Bludit API plugin allows authenticated upload of any file, remote code execution risk that could turn websites into a data breach
What happened
Bludit’s API plugin, according to a fresh advisory, lets an authenticated actor with a valid API token upload files of any type and extension without restriction, and those files can be executed, creating a path to remote code execution.
The issue is tracked as CVE-2026-25099, rated 8.7 (HIGH), and was reported about 23 minutes ago. The vendor has issued a fix in Bludit version 3.18.4.
Who is affected, in plain terms: any site running Bludit with the vulnerable API plugin enabled and accepting API tokens, prior to moving to 3.18.4. The advisory does not disclose how it was discovered, nor whether active exploitation in the wild is occurring right now.
Why this matters to businesses
Since Bludit is a content management system, organisations using it run public-facing web assets that customers and partners trust. If an attacker can upload and execute arbitrary files, that trust evaporates fast.
Consequences include site defacement, malware or cryptominer hosting, data exfiltration from the web host, or pivoting to other infrastructure via credentials or local network access. That leads to downtime, cleanup costs, potential contract losses and regulatory headaches if customer data is involved.
And yes, this is the sort of thing that happens when public-facing CMS endpoints are treated like background noise and patching is put on the “later” shelf.
If you’ve got the same weakness, here’s what happens next
If an attacker with a token uploads a web shell or executable, they can run commands as the web user, plant persistence and move laterally. Files that look harmless can be executable on some servers, so a single upload is enough.
Following that, you can expect a messy response: forensics, rebuilds, rotated keys, emergency meetings and a PR note. Recovery costs climb quickly, and evidence needed for regulators or insurers may be incomplete if logging and backups weren’t configured correctly.

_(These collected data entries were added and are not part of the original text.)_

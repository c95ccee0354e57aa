// ABOUTME: Injected lookup tables: exercise catalog and volume-landmark table
// ABOUTME: Immutable once built; passed into the engine so tests can substitute fixtures
//
// SPDX-License-Identifier: MIT OR Apache-2.0
// Copyright (c) 2026 Atlas Strength

//! # Catalog and Landmark Lookups
//!
//! The engine consumes two read-only tables: the exercise catalog
//! (id → definition) and the volume-landmark table (muscle → weekly set
//! landmarks). Both lookups are total: absence is a valid, non-error
//! outcome. An exercise id missing from the catalog contributes zero
//! volume; a muscle missing from the landmark table is aggregated but
//! excluded from goal scoring and alerting.

use crate::models::ExerciseDefinition;
use serde::{Deserialize, Serialize};
use std::collections::HashMap;

/// Weekly set-count landmarks for one muscle group
#[derive(Debug, Clone, Copy, Serialize, Deserialize, PartialEq)]
pub struct VolumeLandmark {
    /// Minimum effective volume: below this is a training gap
    pub mev: f64,
    /// Maximum adaptive volume: the 100%-of-target reference
    pub mav: f64,
    /// Maximum recoverable volume: above this is flagged as excess
    pub mrv: f64,
}

impl VolumeLandmark {
    /// Build a landmark triple
    #[must_use]
    pub const fn new(mev: f64, mav: f64, mrv: f64) -> Self {
        Self { mev, mav, mrv }
    }
}

/// Immutable mapping of exercise id to definition
#[derive(Debug, Clone, Default, Serialize, Deserialize)]
pub struct ExerciseCatalog {
    exercises: HashMap<String, ExerciseDefinition>,
}

impl ExerciseCatalog {
    /// Build a catalog from a list of definitions, keyed by id
    #[must_use]
    pub fn new(definitions: Vec<ExerciseDefinition>) -> Self {
        Self {
            exercises: definitions
                .into_iter()
                .map(|def| (def.id.clone(), def))
                .collect(),
        }
    }

    /// Look up a definition by id; `None` for unknown ids
    #[must_use]
    pub fn exercise_by_id(&self, id: &str) -> Option<&ExerciseDefinition> {
        self.exercises.get(id)
    }

    /// Every definition in the catalog, in no particular order
    pub fn iter(&self) -> impl Iterator<Item = &ExerciseDefinition> {
        self.exercises.values()
    }

    /// Number of catalog entries
    #[must_use]
    pub fn len(&self) -> usize {
        self.exercises.len()
    }

    /// Whether the catalog is empty
    #[must_use]
    pub fn is_empty(&self) -> bool {
        self.exercises.is_empty()
    }
}

/// Immutable mapping of muscle name to volume landmarks
#[derive(Debug, Clone, Default, Serialize, Deserialize)]
pub struct LandmarkTable {
    landmarks: HashMap<String, VolumeLandmark>,
}

impl LandmarkTable {
    /// Build a table from (muscle, landmark) pairs
    #[must_use]
    pub fn new(entries: Vec<(String, VolumeLandmark)>) -> Self {
        Self {
            landmarks: entries.into_iter().collect(),
        }
    }

    /// Look up the landmarks for a muscle; `None` excludes it from scoring
    #[must_use]
    pub fn landmark_for(&self, muscle: &str) -> Option<&VolumeLandmark> {
        self.landmarks.get(muscle)
    }

    /// Every (muscle, landmark) pair, in no particular order
    pub fn iter(&self) -> impl Iterator<Item = (&String, &VolumeLandmark)> {
        self.landmarks.iter()
    }

    /// Number of landmarked muscles
    #[must_use]
    pub fn len(&self) -> usize {
        self.landmarks.len()
    }

    /// Whether the table is empty
    #[must_use]
    pub fn is_empty(&self) -> bool {
        self.landmarks.is_empty()
    }
}
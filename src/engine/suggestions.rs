// ABOUTME: Finds underserved muscles and ranks catalog exercises to fill them
// ABOUTME: Greedy single-pass heuristic; does not re-simulate volume after hypothetical additions
//
// SPDX-License-Identifier: MIT OR Apache-2.0
// Copyright (c) 2026 Atlas Strength

//! # Gap & Suggestion Engine
//!
//! Screens at a looser bar than the alert generator: any muscle under 80%
//! of its weekly target is a candidate for better coverage, even when it
//! clears its minimum effective volume. Candidates are ranked by how much
//! instantaneous coverage they add to the lowest-scoring muscles, with
//! exercises not yet in the plan preferred for variety.

use crate::catalog::{ExerciseCatalog, LandmarkTable};
use crate::constants::suggestions::{
    COVERAGE_PCT_THRESHOLD, DIRECT_ROLE_MULTIPLIER, MAX_UNDERSERVED_MUSCLES,
    SECONDARY_ROLE_MULTIPLIER,
};
use crate::engine::scoring::GoalScorer;
use crate::engine::volume::VolumeAggregator;
use crate::models::{ContributionRole, MovementPattern, WeekTemplate};
use serde::{Deserialize, Serialize};
use std::collections::HashSet;
use tracing::debug;

/// One ranked exercise recommendation
#[derive(Debug, Clone, Serialize, Deserialize, PartialEq)]
pub struct ExerciseSuggestion {
    /// Catalog exercise id
    pub exercise_id: String,
    /// Display name
    pub name: String,
    /// Movement pattern
    pub pattern: MovementPattern,
    /// Coverage value against the underserved set; higher is better
    pub score: f64,
    /// Muscles this exercise trains directly
    pub direct_muscles: Vec<String>,
    /// Whether the exercise is absent from the current plan
    pub is_new: bool,
}

/// Ranks catalog exercises against a week's volume gaps
#[derive(Debug, Clone, Copy)]
pub struct SuggestionEngine<'a> {
    catalog: &'a ExerciseCatalog,
    landmarks: &'a LandmarkTable,
}

impl<'a> SuggestionEngine<'a> {
    /// Build a suggestion engine over the given tables
    #[must_use]
    pub const fn new(catalog: &'a ExerciseCatalog, landmarks: &'a LandmarkTable) -> Self {
        Self { catalog, landmarks }
    }

    /// Up to `count` exercises ranked by coverage of the week's most
    /// underserved muscles
    ///
    /// Returns an empty list when every landmarked muscle is at or above
    /// the coverage threshold; an adequately covered plan gets no noise.
    #[must_use]
    pub fn suggest(&self, week: &WeekTemplate, count: usize) -> Vec<ExerciseSuggestion> {
        let volume = VolumeAggregator::new(self.catalog).effective_volume(week);
        let scores = GoalScorer::new(self.landmarks).score_goals(&volume);

        let mut gaps: Vec<(&String, u32)> = scores
            .iter()
            .filter(|(_, s)| s.percentage < COVERAGE_PCT_THRESHOLD)
            .map(|(muscle, s)| (muscle, s.percentage))
            .collect();
        if gaps.is_empty() {
            return Vec::new();
        }
        gaps.sort_by(|a, b| a.1.cmp(&b.1).then_with(|| a.0.cmp(b.0)));

        let underserved: HashSet<&str> = gaps
            .iter()
            .take(MAX_UNDERSERVED_MUSCLES)
            .map(|(muscle, _)| muscle.as_str())
            .collect();
        debug!(?underserved, "ranking suggestions for underserved muscles");

        let already_used = week.exercise_ids();

        let mut candidates: Vec<ExerciseSuggestion> = self
            .catalog
            .iter()
            .filter_map(|exercise| {
                let score: f64 = exercise
                    .muscles
                    .iter()
                    .filter(|m| underserved.contains(m.muscle.as_str()))
                    .map(|m| {
                        let multiplier = if m.role == ContributionRole::Direct {
                            DIRECT_ROLE_MULTIPLIER
                        } else {
                            SECONDARY_ROLE_MULTIPLIER
                        };
                        m.weight * multiplier
                    })
                    .sum();
                (score > 0.0).then(|| ExerciseSuggestion {
                    exercise_id: exercise.id.clone(),
                    name: exercise.name.clone(),
                    pattern: exercise.pattern,
                    score,
                    direct_muscles: exercise.direct_muscles(),
                    is_new: !already_used.contains(&exercise.id),
                })
            })
            .collect();

        // New exercises first for variety, then by descending coverage.
        candidates.sort_by(|a, b| {
            b.is_new
                .cmp(&a.is_new)
                .then_with(|| b.score.total_cmp(&a.score))
                .then_with(|| a.exercise_id.cmp(&b.exercise_id))
        });
        candidates.truncate(count);
        candidates
    }
}

#[cfg(test)]
mod tests {
    use super::*;
    use crate::data::{default_catalog, default_landmarks};
    use crate::models::{ExerciseEntry, TrainingDay};

    #[test]
    fn empty_week_suggests_gap_fillers() {
        let catalog = default_catalog();
        let landmarks = default_landmarks();
        let engine = SuggestionEngine::new(&catalog, &landmarks);

        let suggestions = engine.suggest(&WeekTemplate::default(), 3);
        assert_eq!(suggestions.len(), 3);
        assert!(suggestions.iter().all(|s| s.score > 0.0));
        assert!(suggestions.iter().all(|s| s.is_new));
    }

    #[test]
    fn well_covered_plan_gets_no_suggestions() {
        let catalog = default_catalog();
        // Single-muscle table so full coverage is easy to construct.
        let landmarks = crate::catalog::LandmarkTable::new(vec![(
            "Chest".into(),
            crate::catalog::VolumeLandmark::new(8.0, 16.0, 22.0),
        )]);
        let engine = SuggestionEngine::new(&catalog, &landmarks);

        // 16 sets of bench = 100% of the Chest target.
        let week = WeekTemplate::new(vec![TrainingDay::training(
            "Push",
            vec![ExerciseEntry::uniform("barbell_bench_press", 16, 8, 135.0)],
        )]);
        assert!(engine.suggest(&week, 5).is_empty());
    }

    #[test]
    fn new_exercises_rank_before_already_planned_ones() {
        let catalog = default_catalog();
        let landmarks = default_landmarks();
        let engine = SuggestionEngine::new(&catalog, &landmarks);

        // A token amount of bench keeps Chest underserved while marking
        // the exercise as already used.
        let week = WeekTemplate::new(vec![TrainingDay::training(
            "Push",
            vec![ExerciseEntry::uniform("barbell_bench_press", 1, 8, 135.0)],
        )]);
        let suggestions = engine.suggest(&week, 200);
        let bench_rank = suggestions
            .iter()
            .position(|s| s.exercise_id == "barbell_bench_press")
            .unwrap();
        let first_old = suggestions.iter().position(|s| !s.is_new).unwrap();
        assert!(bench_rank >= first_old);
        assert!(suggestions[..first_old].iter().all(|s| s.is_new));
    }

    #[test]
    fn count_bounds_the_result() {
        let catalog = default_catalog();
        let landmarks = default_landmarks();
        let engine = SuggestionEngine::new(&catalog, &landmarks);
        assert_eq!(engine.suggest(&WeekTemplate::default(), 1).len(), 1);
        assert!(engine.suggest(&WeekTemplate::default(), 0).is_empty());
    }
}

What to do on Monday morning
-
Inventory every public site, staging site and server using Bludit, and note plugin usage and versions.
-
Patch immediately to Bludit 3.18.4 where possible, or apply vendor mitigations if you can’t upgrade that fast.
-
Rotate and revoke any API tokens, keys and credentials that could be used by the API plugin, on principle of least privilege.
-
Scan web roots and upload directories for unexpected files, check recent file modification times, and search for common web shell signatures in logs and on disk.
-
Review web server configuration so uploaded files cannot execute (for example, store uploads outside web root or mark storage private), and apply strict MIME and extension checks server-side.
-
Ensure logging and alerting are turned on for file uploads and suspicious execution events, and collect logs off-box before you start any clean-up.
-
Test restores from known-good backups before you rebuild, and plan to involve hosting and incident response suppliers early if you find indicators of compromise.
Where ISO standards fit, without the sales pitch
Having an ISO-aligned system helps you avoid this exact mess. For example, an asset register and patch management process driven by ISO 27001 would make it obvious which sites run Bludit and need urgent updates.
Since continuity and recovery matter when a public site is compromised, a tested business continuity plan based on ISO 22301 reduces scramble time and keeps customers informed while you fix the problem.
For smaller organisations and baseline controls, certifications like those outlined at IASME map to simple, practical controls: inventories, patching, access control and secure configuration, which would have limited the blast radius here.
Wrap-up
If you run Bludit, treat this as a live priority: identify instances, patch to 3.18.4, revoke API tokens and hunt for unexpected uploads. It’s not glamorous, but it’s the work that stops a minor hole becoming a full breach.